Write out all of the entries exactly, please.
[RECORDS TO PROCESS Boundary: Start]
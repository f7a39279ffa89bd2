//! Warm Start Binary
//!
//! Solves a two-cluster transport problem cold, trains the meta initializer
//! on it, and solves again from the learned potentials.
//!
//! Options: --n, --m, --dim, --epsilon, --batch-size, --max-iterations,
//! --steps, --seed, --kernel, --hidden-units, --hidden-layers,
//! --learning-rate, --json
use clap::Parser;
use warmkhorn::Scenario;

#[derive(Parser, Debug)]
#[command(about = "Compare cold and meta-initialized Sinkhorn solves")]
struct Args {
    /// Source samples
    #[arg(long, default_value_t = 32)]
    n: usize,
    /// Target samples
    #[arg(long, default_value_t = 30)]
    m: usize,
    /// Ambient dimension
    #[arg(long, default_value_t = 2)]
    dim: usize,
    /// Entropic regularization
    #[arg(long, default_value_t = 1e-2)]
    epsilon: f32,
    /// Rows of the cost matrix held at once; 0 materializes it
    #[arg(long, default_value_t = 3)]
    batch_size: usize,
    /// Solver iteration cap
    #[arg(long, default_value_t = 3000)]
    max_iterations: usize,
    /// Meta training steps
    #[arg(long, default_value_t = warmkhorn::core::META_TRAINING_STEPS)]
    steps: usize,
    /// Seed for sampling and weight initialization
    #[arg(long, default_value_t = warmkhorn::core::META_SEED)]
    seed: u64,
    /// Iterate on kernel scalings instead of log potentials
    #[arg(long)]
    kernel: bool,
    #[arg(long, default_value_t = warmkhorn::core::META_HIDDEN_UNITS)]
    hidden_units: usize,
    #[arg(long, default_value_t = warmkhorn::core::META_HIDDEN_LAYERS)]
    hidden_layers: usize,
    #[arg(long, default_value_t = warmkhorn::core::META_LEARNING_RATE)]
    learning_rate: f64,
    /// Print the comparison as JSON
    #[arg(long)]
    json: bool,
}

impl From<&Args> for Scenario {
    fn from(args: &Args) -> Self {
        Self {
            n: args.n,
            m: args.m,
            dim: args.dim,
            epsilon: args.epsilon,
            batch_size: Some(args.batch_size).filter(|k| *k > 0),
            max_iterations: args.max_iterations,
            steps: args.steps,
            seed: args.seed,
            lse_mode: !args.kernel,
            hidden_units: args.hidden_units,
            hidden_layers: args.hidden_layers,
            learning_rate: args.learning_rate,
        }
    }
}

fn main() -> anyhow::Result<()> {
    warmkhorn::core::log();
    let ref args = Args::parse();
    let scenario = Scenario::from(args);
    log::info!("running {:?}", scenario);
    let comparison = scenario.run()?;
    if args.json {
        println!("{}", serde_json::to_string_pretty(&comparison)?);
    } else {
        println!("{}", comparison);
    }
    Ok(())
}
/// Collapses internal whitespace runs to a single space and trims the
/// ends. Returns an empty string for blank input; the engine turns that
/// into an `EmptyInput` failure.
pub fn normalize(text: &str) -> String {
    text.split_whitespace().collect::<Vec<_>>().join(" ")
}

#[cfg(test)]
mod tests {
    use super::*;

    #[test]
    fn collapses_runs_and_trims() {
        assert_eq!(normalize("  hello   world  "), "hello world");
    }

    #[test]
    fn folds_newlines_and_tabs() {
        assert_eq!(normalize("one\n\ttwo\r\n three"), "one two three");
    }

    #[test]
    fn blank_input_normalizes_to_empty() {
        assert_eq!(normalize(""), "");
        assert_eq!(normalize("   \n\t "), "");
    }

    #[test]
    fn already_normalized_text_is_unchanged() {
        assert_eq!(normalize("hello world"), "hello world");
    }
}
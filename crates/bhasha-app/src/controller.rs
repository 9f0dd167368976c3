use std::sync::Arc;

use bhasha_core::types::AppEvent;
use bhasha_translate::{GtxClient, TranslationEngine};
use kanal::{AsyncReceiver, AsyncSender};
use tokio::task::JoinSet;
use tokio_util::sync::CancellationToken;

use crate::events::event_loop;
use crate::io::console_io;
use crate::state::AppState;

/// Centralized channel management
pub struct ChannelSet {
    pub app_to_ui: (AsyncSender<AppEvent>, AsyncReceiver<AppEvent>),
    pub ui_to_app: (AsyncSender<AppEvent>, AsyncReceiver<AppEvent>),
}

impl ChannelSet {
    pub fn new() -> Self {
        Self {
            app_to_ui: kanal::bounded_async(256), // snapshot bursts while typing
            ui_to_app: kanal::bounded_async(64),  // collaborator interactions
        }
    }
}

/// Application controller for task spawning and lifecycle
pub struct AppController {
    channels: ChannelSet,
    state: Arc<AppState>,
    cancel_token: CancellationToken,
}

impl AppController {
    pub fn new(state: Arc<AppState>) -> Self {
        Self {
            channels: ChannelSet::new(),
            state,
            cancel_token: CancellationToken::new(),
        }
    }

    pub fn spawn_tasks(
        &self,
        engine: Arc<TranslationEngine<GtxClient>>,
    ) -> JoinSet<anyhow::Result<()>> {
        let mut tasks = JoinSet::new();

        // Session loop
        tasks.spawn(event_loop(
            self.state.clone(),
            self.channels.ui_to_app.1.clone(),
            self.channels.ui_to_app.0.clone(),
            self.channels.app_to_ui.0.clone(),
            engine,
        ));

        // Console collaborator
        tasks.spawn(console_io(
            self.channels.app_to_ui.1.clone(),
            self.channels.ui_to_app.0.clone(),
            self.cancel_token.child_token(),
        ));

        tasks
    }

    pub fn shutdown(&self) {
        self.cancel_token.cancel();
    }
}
[RECORDS TO PROCESS Boundary: End]
**SOLUTION TO THIS TASK**
repository f7a39279ffa89bd2
//! Warm Start Binary
//!
//! Solves a two-cluster transport problem cold, trains the meta initializer
//! on it, and solves again from the learned potentials.
//!
//! Options: --n, --m, --dim, --epsilon, --batch-size, --max-iterations,
//! --steps, --seed, --kernel, --hidden-units, --hidden-layers,
//! --learning-rate, --json
use clap::Parser;
use warmkhorn::Scenario;

#[derive(Parser, Debug)]
#[command(about = "Compare cold and meta-initialized Sinkhorn solves")]
struct Args {
    /// Source samples
    #[arg(long, default_value_t = 32)]
    n: usize,
    /// Target samples
    #[arg(long, default_value_t = 30)]
    m: usize,
    /// Ambient dimension
    #[arg(long, default_value_t = 2)]
    dim: usize,
    /// Entropic regularization
    #[arg(long, default_value_t = 1e-2)]
    epsilon: f32,
    /// Rows of the cost matrix held at once; 0 materializes it
    #[arg(long, default_value_t = 3)]
    batch_size: usize,
    /// Solver iteration cap
    #[arg(long, default_value_t = 3000)]
    max_iterations: usize,
    /// Meta training steps
    #[arg(long, default_value_t = warmkhorn::core::META_TRAINING_STEPS)]
    steps: usize,
    /// Seed for sampling and weight initialization
    #[arg(long, default_value_t = warmkhorn::core::META_SEED)]
    seed: u64,
    /// Iterate on kernel scalings instead of log potentials
    #[arg(long)]
    kernel: bool,
    #[arg(long, default_value_t = warmkhorn::core::META_HIDDEN_UNITS)]
    hidden_units: usize,
    #[arg(long, default_value_t = warmkhorn::core::META_HIDDEN_LAYERS)]
    hidden_layers: usize,
    #[arg(long, default_value_t = warmkhorn::core::META_LEARNING_RATE)]
    learning_rate: f64,
    /// Print the comparison as JSON
    #[arg(long)]
    json: bool,
}

impl From<&Args> for Scenario {
    fn from(args: &Args) -> Self {
        Self {
            n: args.n,
            m: args.m,
            dim: args.dim,
            epsilon: args.epsilon,
            batch_size: Some(args.batch_size).filter(|k| *k > 0),
            max_iterations: args.max_iterations,
            steps: args.steps,
            seed: args.seed,
            lse_mode: !args.kernel,
            hidden_units: args.hidden_units,
            hidden_layers: args.hidden_layers,
            learning_rate: args.learning_rate,
        }
    }
}

fn main() -> anyhow::Result<()> {
    warmkhorn::core::log();
    let ref args = Args::parse();
    let scenario = Scenario::from(args);
    log::info!("running {:?}", scenario);
    let comparison = scenario.run()?;
    if args.json {
        println!("{}", serde_json::to_string_pretty(&comparison)?);
    } else {
        println!("{}", comparison);
    }
    Ok(())
}
/// Collapses internal whitespace runs to a single space and trims the
/// ends. Returns an empty string for blank input; the engine turns that
/// into an `EmptyInput` failure.
pub fn normalize(text: &str) -> String {
    text.split_whitespace().collect::<Vec<_>>().join(" ")
}

#[cfg(test)]
mod tests {
    use super::*;

    #[test]
    fn collapses_runs_and_trims() {
        assert_eq!(normalize("  hello   world  "), "hello world");
    }

    #[test]
    fn folds_newlines_and_tabs() {
        assert_eq!(normalize("one\n\ttwo\r\n three"), "one two three");
    }

    #[test]
    fn blank_input_normalizes_to_empty() {
        assert_eq!(normalize(""), "");
        assert_eq!(normalize("   \n\t "), "");
    }

    #[test]
    fn already_normalized_text_is_unchanged() {
        assert_eq!(normalize("hello world"), "hello world");
    }
}
filename crates/bhasha-app/src/controller.rs
repository 9f0dd167368976c3
use std::sync::Arc;

use bhasha_core::types::AppEvent;
use bhasha_translate::{GtxClient, TranslationEngine};
use kanal::{AsyncReceiver, AsyncSender};
use tokio::task::JoinSet;
use tokio_util::sync::CancellationToken;

use crate::events::event_loop;
use crate::io::console_io;
use crate::state::AppState;

/// Centralized channel management
pub struct ChannelSet {
    pub app_to_ui: (AsyncSender<AppEvent>, AsyncReceiver<AppEvent>),
    pub ui_to_app: (AsyncSender<AppEvent>, AsyncReceiver<AppEvent>),
}

impl ChannelSet {
    pub fn new() -> Self {
        Self {
            app_to_ui: kanal::bounded_async(256), // snapshot bursts while typing
            ui_to_app: kanal::bounded_async(64),  // collaborator interactions
        }
    }
}

/// Application controller for task spawning and lifecycle
pub struct AppController {
    channels: ChannelSet,
    state: Arc<AppState>,
    cancel_token: CancellationToken,
}

impl AppController {
    pub fn new(state: Arc<AppState>) -> Self {
        Self {
            channels: ChannelSet::new(),
            state,
            cancel_token: CancellationToken::new(),
        }
    }

    pub fn spawn_tasks(
        &self,
        engine: Arc<TranslationEngine<GtxClient>>,
    ) -> JoinSet<anyhow::Result<()>> {
        let mut tasks = JoinSet::new();

        // Session loop
        tasks.spawn(event_loop(
            self.state.clone(),
            self.channels.ui_to_app.1.clone(),
            self.channels.ui_to_app.0.clone(),
            self.channels.app_to_ui.0.clone(),
            engine,
        ));

        // Console collaborator
        tasks.spawn(console_io(
            self.channels.app_to_ui.1.clone(),
            self.channels.ui_to_app.0.clone(),
            self.cancel_token.child_token(),
        ));

        tasks
    }

    pub fn shutdown(&self) {
        self.cancel_token.cancel();
    }
}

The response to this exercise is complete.